- [WORK REQUIRED] Only an exact, complete copy of the listing will serve as the answer.
********************
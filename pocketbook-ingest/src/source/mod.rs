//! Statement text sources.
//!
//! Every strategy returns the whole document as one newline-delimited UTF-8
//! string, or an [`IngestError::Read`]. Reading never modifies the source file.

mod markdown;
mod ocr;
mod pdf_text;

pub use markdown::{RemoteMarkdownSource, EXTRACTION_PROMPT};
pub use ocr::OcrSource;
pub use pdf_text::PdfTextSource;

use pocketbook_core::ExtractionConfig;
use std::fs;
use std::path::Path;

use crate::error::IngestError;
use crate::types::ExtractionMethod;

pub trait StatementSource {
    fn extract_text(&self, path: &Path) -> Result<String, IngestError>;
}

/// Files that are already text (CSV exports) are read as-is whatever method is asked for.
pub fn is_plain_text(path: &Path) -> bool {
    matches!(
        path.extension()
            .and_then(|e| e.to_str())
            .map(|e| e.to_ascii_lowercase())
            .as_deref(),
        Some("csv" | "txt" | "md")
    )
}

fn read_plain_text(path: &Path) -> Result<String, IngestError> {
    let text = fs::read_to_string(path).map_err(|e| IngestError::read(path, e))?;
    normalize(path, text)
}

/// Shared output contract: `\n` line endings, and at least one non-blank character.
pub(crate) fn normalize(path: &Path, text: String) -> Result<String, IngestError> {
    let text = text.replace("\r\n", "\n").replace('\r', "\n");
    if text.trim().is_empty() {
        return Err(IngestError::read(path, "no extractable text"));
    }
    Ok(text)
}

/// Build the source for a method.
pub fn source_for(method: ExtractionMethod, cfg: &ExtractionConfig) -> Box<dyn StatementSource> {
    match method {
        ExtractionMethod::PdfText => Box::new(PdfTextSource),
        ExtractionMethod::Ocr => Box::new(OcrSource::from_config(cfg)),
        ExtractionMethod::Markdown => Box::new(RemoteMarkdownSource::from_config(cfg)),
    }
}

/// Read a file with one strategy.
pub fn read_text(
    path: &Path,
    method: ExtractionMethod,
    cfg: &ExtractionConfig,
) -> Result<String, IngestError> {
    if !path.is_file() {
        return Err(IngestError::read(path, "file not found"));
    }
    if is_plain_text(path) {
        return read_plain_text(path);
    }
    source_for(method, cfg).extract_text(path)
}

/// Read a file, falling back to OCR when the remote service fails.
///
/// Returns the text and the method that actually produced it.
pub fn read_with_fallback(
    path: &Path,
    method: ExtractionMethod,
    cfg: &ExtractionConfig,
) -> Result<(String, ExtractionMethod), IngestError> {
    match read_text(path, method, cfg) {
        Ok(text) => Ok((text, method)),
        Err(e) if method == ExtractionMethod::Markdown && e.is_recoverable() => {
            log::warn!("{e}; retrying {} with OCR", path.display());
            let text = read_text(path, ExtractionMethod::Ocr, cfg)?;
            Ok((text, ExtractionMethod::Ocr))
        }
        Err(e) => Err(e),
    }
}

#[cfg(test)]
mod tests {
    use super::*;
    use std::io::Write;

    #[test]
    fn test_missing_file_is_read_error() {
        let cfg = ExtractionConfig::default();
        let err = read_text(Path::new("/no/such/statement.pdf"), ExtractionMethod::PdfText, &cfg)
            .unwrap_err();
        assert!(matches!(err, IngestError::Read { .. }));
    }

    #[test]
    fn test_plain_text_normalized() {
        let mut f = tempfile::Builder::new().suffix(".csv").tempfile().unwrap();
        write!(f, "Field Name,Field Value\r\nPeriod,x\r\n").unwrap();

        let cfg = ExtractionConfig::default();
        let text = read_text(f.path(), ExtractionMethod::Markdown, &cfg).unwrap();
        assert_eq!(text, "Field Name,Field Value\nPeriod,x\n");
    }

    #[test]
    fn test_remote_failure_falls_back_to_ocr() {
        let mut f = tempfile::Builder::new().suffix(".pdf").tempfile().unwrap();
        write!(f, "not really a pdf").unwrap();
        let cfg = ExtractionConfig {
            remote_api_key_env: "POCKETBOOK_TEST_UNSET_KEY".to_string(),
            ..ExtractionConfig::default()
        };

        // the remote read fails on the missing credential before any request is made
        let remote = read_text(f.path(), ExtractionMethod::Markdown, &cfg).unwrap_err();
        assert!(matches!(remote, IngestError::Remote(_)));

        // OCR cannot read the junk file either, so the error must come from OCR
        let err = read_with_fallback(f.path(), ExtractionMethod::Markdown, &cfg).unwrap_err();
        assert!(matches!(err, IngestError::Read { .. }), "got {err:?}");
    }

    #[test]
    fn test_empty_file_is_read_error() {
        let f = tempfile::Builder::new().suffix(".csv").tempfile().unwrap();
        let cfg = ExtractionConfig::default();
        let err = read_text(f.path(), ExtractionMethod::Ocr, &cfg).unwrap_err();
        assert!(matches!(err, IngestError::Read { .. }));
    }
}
********************
- [RESULT]
filename pocketbook-ingest/src/source/mod.rs
//! Statement text sources.
//!
//! Every strategy returns the whole document as one newline-delimited UTF-8
//! string, or an [`IngestError::Read`]. Reading never modifies the source file.

mod markdown;
mod ocr;
mod pdf_text;

pub use markdown::{RemoteMarkdownSource, EXTRACTION_PROMPT};
pub use ocr::OcrSource;
pub use pdf_text::PdfTextSource;

use pocketbook_core::ExtractionConfig;
use std::fs;
use std::path::Path;

use crate::error::IngestError;
use crate::types::ExtractionMethod;

pub trait StatementSource {
    fn extract_text(&self, path: &Path) -> Result<String, IngestError>;
}

/// Files that are already text (CSV exports) are read as-is whatever method is asked for.
pub fn is_plain_text(path: &Path) -> bool {
    matches!(
        path.extension()
            .and_then(|e| e.to_str())
            .map(|e| e.to_ascii_lowercase())
            .as_deref(),
        Some("csv" | "txt" | "md")
    )
}

fn read_plain_text(path: &Path) -> Result<String, IngestError> {
    let text = fs::read_to_string(path).map_err(|e| IngestError::read(path, e))?;
    normalize(path, text)
}

/// Shared output contract: `\n` line endings, and at least one non-blank character.
pub(crate) fn normalize(path: &Path, text: String) -> Result<String, IngestError> {
    let text = text.replace("\r\n", "\n").replace('\r', "\n");
    if text.trim().is_empty() {
        return Err(IngestError::read(path, "no extractable text"));
    }
    Ok(text)
}

/// Build the source for a method.
pub fn source_for(method: ExtractionMethod, cfg: &ExtractionConfig) -> Box<dyn StatementSource> {
    match method {
        ExtractionMethod::PdfText => Box::new(PdfTextSource),
        ExtractionMethod::Ocr => Box::new(OcrSource::from_config(cfg)),
        ExtractionMethod::Markdown => Box::new(RemoteMarkdownSource::from_config(cfg)),
    }
}

/// Read a file with one strategy.
pub fn read_text(
    path: &Path,
    method: ExtractionMethod,
    cfg: &ExtractionConfig,
) -> Result<String, IngestError> {
    if !path.is_file() {
        return Err(IngestError::read(path, "file not found"));
    }
    if is_plain_text(path) {
        return read_plain_text(path);
    }
    source_for(method, cfg).extract_text(path)
}

/// Read a file, falling back to OCR when the remote service fails.
///
/// Returns the text and the method that actually produced it.
pub fn read_with_fallback(
    path: &Path,
    method: ExtractionMethod,
    cfg: &ExtractionConfig,
) -> Result<(String, ExtractionMethod), IngestError> {
    match read_text(path, method, cfg) {
        Ok(text) => Ok((text, method)),
        Err(e) if method == ExtractionMethod::Markdown && e.is_recoverable() => {
            log::warn!("{e}; retrying {} with OCR", path.display());
            let text = read_text(path, ExtractionMethod::Ocr, cfg)?;
            Ok((text, ExtractionMethod::Ocr))
        }
        Err(e) => Err(e),
    }
}

#[cfg(test)]
mod tests {
    use super::*;
    use std::io::Write;

    #[test]
    fn test_missing_file_is_read_error() {
        let cfg = ExtractionConfig::default();
        let err = read_text(Path::new("/no/such/statement.pdf"), ExtractionMethod::PdfText, &cfg)
            .unwrap_err();
        assert!(matches!(err, IngestError::Read { .. }));
    }

    #[test]
    fn test_plain_text_normalized() {
        let mut f = tempfile::Builder::new().suffix(".csv").tempfile().unwrap();
        write!(f, "Field Name,Field Value\r\nPeriod,x\r\n").unwrap();

        let cfg = ExtractionConfig::default();
        let text = read_text(f.path(), ExtractionMethod::Markdown, &cfg).unwrap();
        assert_eq!(text, "Field Name,Field Value\nPeriod,x\n");
    }

    #[test]
    fn test_remote_failure_falls_back_to_ocr() {
        let mut f = tempfile::Builder::new().suffix(".pdf").tempfile().unwrap();
        write!(f, "not really a pdf").unwrap();
        let cfg = ExtractionConfig {
            remote_api_key_env: "POCKETBOOK_TEST_UNSET_KEY".to_string(),
            ..ExtractionConfig::default()
        };

        // the remote read fails on the missing credential before any request is made
        let remote = read_text(f.path(), ExtractionMethod::Markdown, &cfg).unwrap_err();
        assert!(matches!(remote, IngestError::Remote(_)));

        // OCR cannot read the junk file either, so the error must come from OCR
        let err = read_with_fallback(f.path(), ExtractionMethod::Markdown, &cfg).unwrap_err();
        assert!(matches!(err, IngestError::Read { .. }), "got {err:?}");
    }

    #[test]
    fn test_empty_file_is_read_error() {
        let f = tempfile::Builder::new().suffix(".csv").tempfile().unwrap();
        let cfg = ExtractionConfig::default();
        let err = read_text(f.path(), ExtractionMethod::Ocr, &cfg).unwrap_err();
        assert!(matches!(err, IngestError::Read { .. }));
    }
}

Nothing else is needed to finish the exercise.